‘Socialism proper’ is when the wealth of society is in the hands of the commons or the public as opposed to a particular individual or individuals. Quasi-socialism is piece-meal socialism embedded in capitalist societies. Examples of this are workers unions, social programs, the public ownership of roads and parks, or anything else that gives the working class and the public in general a greater degree of power.
Quasi-socialism has been deeply implanted in Western European and North American countries. Without it a society is always precariously teetering according to the whims of the economy. As a result, the people that live in that society are also precariously teetering between survival and death. Each day people starve to death in a world where there is enough for everybody.
Imagine the world where there is no quasi-socialism. A world where capitalism is completely unfettered and little or no social programs are in place. This is the situation in many countries around the world and it is a situation that capitalism tends toward through time.
In this situation a worker must sell his or her time to a business owner in order to eat, to buy health care and medicine, to feed the children, to buy electricity and so on.

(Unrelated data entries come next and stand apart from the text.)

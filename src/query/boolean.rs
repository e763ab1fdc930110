//! Compound queries.

use serde::{Deserialize, Serialize};

use crate::engine::IndexReader;
use crate::error::{GlaiveError, Result};
use crate::mapping::IndexMapping;
use crate::query::{Query, QueryNode};
use crate::search::Searcher;
use crate::search::searcher::{
    BooleanSearcher, ConjunctionSearcher, DisjunctionSearcher, MatchAllSearcher,
    MatchNoneSearcher,
};

fn compile_all(
    queries: &[Query],
    reader: &dyn IndexReader,
    mapping: &IndexMapping,
    explain: bool,
) -> Result<Vec<Box<dyn Searcher>>> {
    queries
        .iter()
        .map(|q| q.searcher(reader, mapping, explain))
        .collect()
}

/// Matches documents matched by every child.
#[derive(Debug, Clone, Default, Serialize, Deserialize)]
pub struct ConjunctionQuery {
    #[serde(default)]
    pub conjuncts: Vec<Query>,
    #[serde(default, skip_serializing_if = "Option::is_none")]
    pub boost: Option<f64>,
}

impl ConjunctionQuery {
    pub fn new(conjuncts: Vec<Query>) -> Self {
        ConjunctionQuery {
            conjuncts,
            boost: None,
        }
    }

    pub fn add<Q: Into<Query>>(&mut self, query: Q) {
        self.conjuncts.push(query.into());
    }

    pub fn is_empty(&self) -> bool {
        self.conjuncts.is_empty()
    }
}

impl QueryNode for ConjunctionQuery {
    boost_accessors!();

    fn validate(&self) -> Result<()> {
        self.conjuncts.iter().try_for_each(Query::validate)
    }

    fn searcher(
        &self,
        reader: &dyn IndexReader,
        mapping: &IndexMapping,
        explain: bool,
    ) -> Result<Box<dyn Searcher>> {
        if self.conjuncts.is_empty() {
            return Ok(Box::new(MatchNoneSearcher::new()));
        }
        let searchers = compile_all(&self.conjuncts, reader, mapping, explain)?;
        Ok(Box::new(ConjunctionSearcher::new(searchers, explain)))
    }
}

/// Matches documents matched by at least `min` children (at least one when
/// `min` is zero).
#[derive(Debug, Clone, Default, Serialize, Deserialize)]
pub struct DisjunctionQuery {
    #[serde(default)]
    pub disjuncts: Vec<Query>,
    #[serde(default)]
    pub min: f64,
    #[serde(default, skip_serializing_if = "Option::is_none")]
    pub boost: Option<f64>,
}

impl DisjunctionQuery {
    pub fn new(disjuncts: Vec<Query>) -> Self {
        DisjunctionQuery {
            disjuncts,
            min: 0.0,
            boost: None,
        }
    }

    pub fn with_min(mut self, min: f64) -> Self {
        self.min = min;
        self
    }

    pub fn add<Q: Into<Query>>(&mut self, query: Q) {
        self.disjuncts.push(query.into());
    }

    pub fn is_empty(&self) -> bool {
        self.disjuncts.is_empty()
    }
}

impl QueryNode for DisjunctionQuery {
    boost_accessors!();

    fn validate(&self) -> Result<()> {
        if self.min as usize > self.disjuncts.len() {
            return Err(GlaiveError::query(format!(
                "disjunction query has {} clauses but min is {}",
                self.disjuncts.len(),
                self.min
            )));
        }
        self.disjuncts.iter().try_for_each(Query::validate)
    }

    fn searcher(
        &self,
        reader: &dyn IndexReader,
        mapping: &IndexMapping,
        explain: bool,
    ) -> Result<Box<dyn Searcher>> {
        if self.disjuncts.is_empty() {
            return Ok(Box::new(MatchNoneSearcher::new()));
        }
        let searchers = compile_all(&self.disjuncts, reader, mapping, explain)?;
        Ok(Box::new(DisjunctionSearcher::new(
            searchers,
            self.min as usize,
            explain,
        )))
    }
}

/// Combines required, optional and excluded clauses.
///
/// With `must` present, `should` clauses only add to the score unless the
/// should group has a non-zero `min`. Without `must`, at least one `should`
/// clause has to match. A query with only `must_not` clauses matches every
/// document not excluded.
#[derive(Debug, Clone, Default, Serialize, Deserialize)]
pub struct BooleanQuery {
    #[serde(default, skip_serializing_if = "Option::is_none")]
    pub must: Option<ConjunctionQuery>,
    #[serde(default, skip_serializing_if = "Option::is_none")]
    pub should: Option<DisjunctionQuery>,
    #[serde(default, skip_serializing_if = "Option::is_none")]
    pub must_not: Option<DisjunctionQuery>,
    #[serde(default, skip_serializing_if = "Option::is_none")]
    pub boost: Option<f64>,
}

impl BooleanQuery {
    pub fn new(must: Vec<Query>, should: Vec<Query>, must_not: Vec<Query>) -> Self {
        BooleanQuery {
            must: (!must.is_empty()).then(|| ConjunctionQuery::new(must)),
            should: (!should.is_empty()).then(|| DisjunctionQuery::new(should)),
            must_not: (!must_not.is_empty()).then(|| DisjunctionQuery::new(must_not)),
            boost: None,
        }
    }

    /// Require `min` of the should clauses to match.
    pub fn with_min_should(mut self, min: f64) -> Self {
        self.should.get_or_insert_with(DisjunctionQuery::default).min = min;
        self
    }

    pub fn add_must<Q: Into<Query>>(&mut self, query: Q) {
        self.must
            .get_or_insert_with(ConjunctionQuery::default)
            .add(query);
    }

    pub fn add_should<Q: Into<Query>>(&mut self, query: Q) {
        self.should
            .get_or_insert_with(DisjunctionQuery::default)
            .add(query);
    }

    pub fn add_must_not<Q: Into<Query>>(&mut self, query: Q) {
        self.must_not
            .get_or_insert_with(DisjunctionQuery::default)
            .add(query);
    }

    fn must_clauses(&self) -> Option<&ConjunctionQuery> {
        self.must.as_ref().filter(|m| !m.is_empty())
    }

    fn should_clauses(&self) -> Option<&DisjunctionQuery> {
        self.should.as_ref().filter(|s| !s.is_empty())
    }

    fn must_not_clauses(&self) -> Option<&DisjunctionQuery> {
        self.must_not.as_ref().filter(|m| !m.is_empty())
    }
}

impl QueryNode for BooleanQuery {
    boost_accessors!();

    fn validate(&self) -> Result<()> {
        if self.must_clauses().is_none()
            && self.should_clauses().is_none()
            && self.must_not_clauses().is_none()
        {
            return Err(GlaiveError::query(
                "boolean query must contain at least one must, should or must_not clause",
            ));
        }
        if let Some(must) = &self.must {
            must.validate()?;
        }
        if let Some(should) = &self.should {
            should.validate()?;
        }
        if let Some(must_not) = &self.must_not {
            must_not.validate()?;
        }
        Ok(())
    }

    fn searcher(
        &self,
        reader: &dyn IndexReader,
        mapping: &IndexMapping,
        explain: bool,
    ) -> Result<Box<dyn Searcher>> {
        let mut must = self
            .must_clauses()
            .map(|m| m.searcher(reader, mapping, explain))
            .transpose()?;
        let should = self
            .should_clauses()
            .map(|s| s.searcher(reader, mapping, explain))
            .transpose()?;
        let must_not = self
            .must_not_clauses()
            .map(|m| m.searcher(reader, mapping, explain))
            .transpose()?;

        if must.is_none() && must_not.is_none() {
            return Ok(match should {
                Some(should) => should,
                None => Box::new(MatchNoneSearcher::new()),
            });
        }
        if must.is_none() && should.is_none() {
            must = Some(Box::new(MatchAllSearcher::new(reader, 1.0, explain)));
        }

        Ok(Box::new(BooleanSearcher::new(must, should, must_not, explain)))
    }
}

#[cfg(test)]
mod tests {
    use super::*;
    use crate::query::TermQuery;

    fn term(t: &str) -> Query {
        TermQuery::new(t).into()
    }

    #[test]
    fn test_disjunction_min_validation() {
        let query = DisjunctionQuery::new(vec![term("a"), term("b"), term("c")]);
        assert!(query.clone().with_min(2.0).validate().is_ok());
        assert!(query.clone().with_min(3.0).validate().is_ok());
        assert!(matches!(
            query.with_min(4.0).validate(),
            Err(GlaiveError::Query(_))
        ));
    }

    #[test]
    fn test_empty_boolean_is_invalid() {
        assert!(BooleanQuery::default().validate().is_err());

        let mut query = BooleanQuery::default();
        query.add_must_not(term("spam"));
        assert!(query.validate().is_ok());
    }

    #[test]
    fn test_boolean_validates_nested_clauses() {
        let mut query = BooleanQuery::default();
        query.add_should(Query::from(
            DisjunctionQuery::new(vec![term("a")]).with_min(2.0),
        ));
        assert!(query.validate().is_err());
    }

    #[test]
    fn test_builders_group_clauses() {
        let mut query = BooleanQuery::new(vec![term("a")], vec![], vec![]);
        query.add_must(term("b"));
        query.add_should(term("c"));
        assert_eq!(query.must.as_ref().map(|m| m.conjuncts.len()), Some(2));
        assert_eq!(query.should.as_ref().map(|s| s.disjuncts.len()), Some(1));
        assert!(query.must_not.is_none());
    }
}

Without money the individual has no freedom, none whatsoever. He or she is not even free to access these basic necessities. Money is required to survive and without it, you don't. For the citizen and her children to be free of the stalking grim reaper she must surrender her time and labour to a business owner and produce wealth or provide services to that business owner. There is absolutely no freedom in this situation. It is a situation of wage-slavery. The choice is simple and stark. Either sell your time to a capitalist or die. So, obviously, the citizen sells his or her time to a capitalist.
While that worker is employed by the business owner, he or she is completely subject to the whims and arbitrary decisions of the boss. The owner might decide to have sex with the worker and may demand it. The choices the worker has at that point is to give in to the owners demands or face malnourishment or worse. The boss might discover that the worker is gay or may find out that the worker is of the wrong religion or has friends that are Black and for that reason, the owner fires the worker. The main point is that one individual has discretionary and arbitrary power over another. When that condition exists and it is a matter of survival and the choice is submission or survival, there is not a trace of freedom.
The agreed upon conditions could be ignored by the owner but the worker will be forced to comply and then some. For instance, the owner may decide that the worker should work several extra hours a day for free. I have lived in a country where workers worked six days a week and an additional two hours per day for the bosses for no pay. This was the expectation. Even at that, the bosses would notice who left first. Firings were arbitrary and came without warning and the threat was ominous. The oppression was ubiquitous for workers but the owners seemed to be having a good time.
A firing doesn’t mean the same thing where there is no social safety net. The sense of fear emanating from workers in that situation is palpable, especially when the boss is around.
Consider the contrast; in societies where unions have taken hold and where social programs have been developed, the standard of living is quite comfortable for most. In societies where unbridled capitalism exists, the standard of living is generally poor. This is because the more wealth is distributed among the population, the more demand there is for goods and services. But aside from those macro-economic considerations, there is the consideration of freedom. There is the consideration that one person, or one class of persons, has arbitrary power and control over others. This situation is completely unacceptable and it is a human rights issue.
So the choice is obvious. Unbridled capitalism is a set-up for abuse; a set-up for abject slavery and tyranny. The only acceptable conditions for capitalism are conditions where workers have a decent measure of power and economic freedom. That means that they have choices within and outside the workplace. That means that they are free to organize unions and that if they are unemployed, they are still free to make choices, to eat, to avail themselves of telephones and transportation and medical care. That means that an adequate social safety net is in place.
The problem is that capitalism has significant built in contradictions. And what that means for workers is that capitalism and capitalist states as a whole will become more austere as capitalism matures. The bangles and decorations at its edges are beginning to disappear. Universal health care, welfare, unemployment insurance, and the whole social safety net has started to rot and many people are falling through. They have landed on the sidewalks of the cities and they hold their hands out begging for spare change. They are doing so because they have lost their freedom to eat, to live in a home or to ride a bus. Whole families are homeless and the capitalist world is slipping into a foreboding future.
The big question is whether the withering away of the quasi-socialist state is irrevocable. Has capitalism grown to a point of no return or can we resurrect the ghost of John Maynard Keynes? Can the capitalists afford to throw us a few scraps? We must not forget however that while we in the West enjoyed the blessings of the marriage between J.M. Keynes and Henry Ford, people continued to starve to death in many parts of the world. Now capitalists are moving their shops there, to where the labour is cheap. Their need and desire to throw scraps to workers in the West has diminished.
In the near future we may lose our tax base for social programs. Maybe we will be forced to nationalize some of the profit making industries to pay for schools, hospitals and doctors. We can’t do without them. Or maybe we’ll have to take the whole socialism thing a few steps further than that.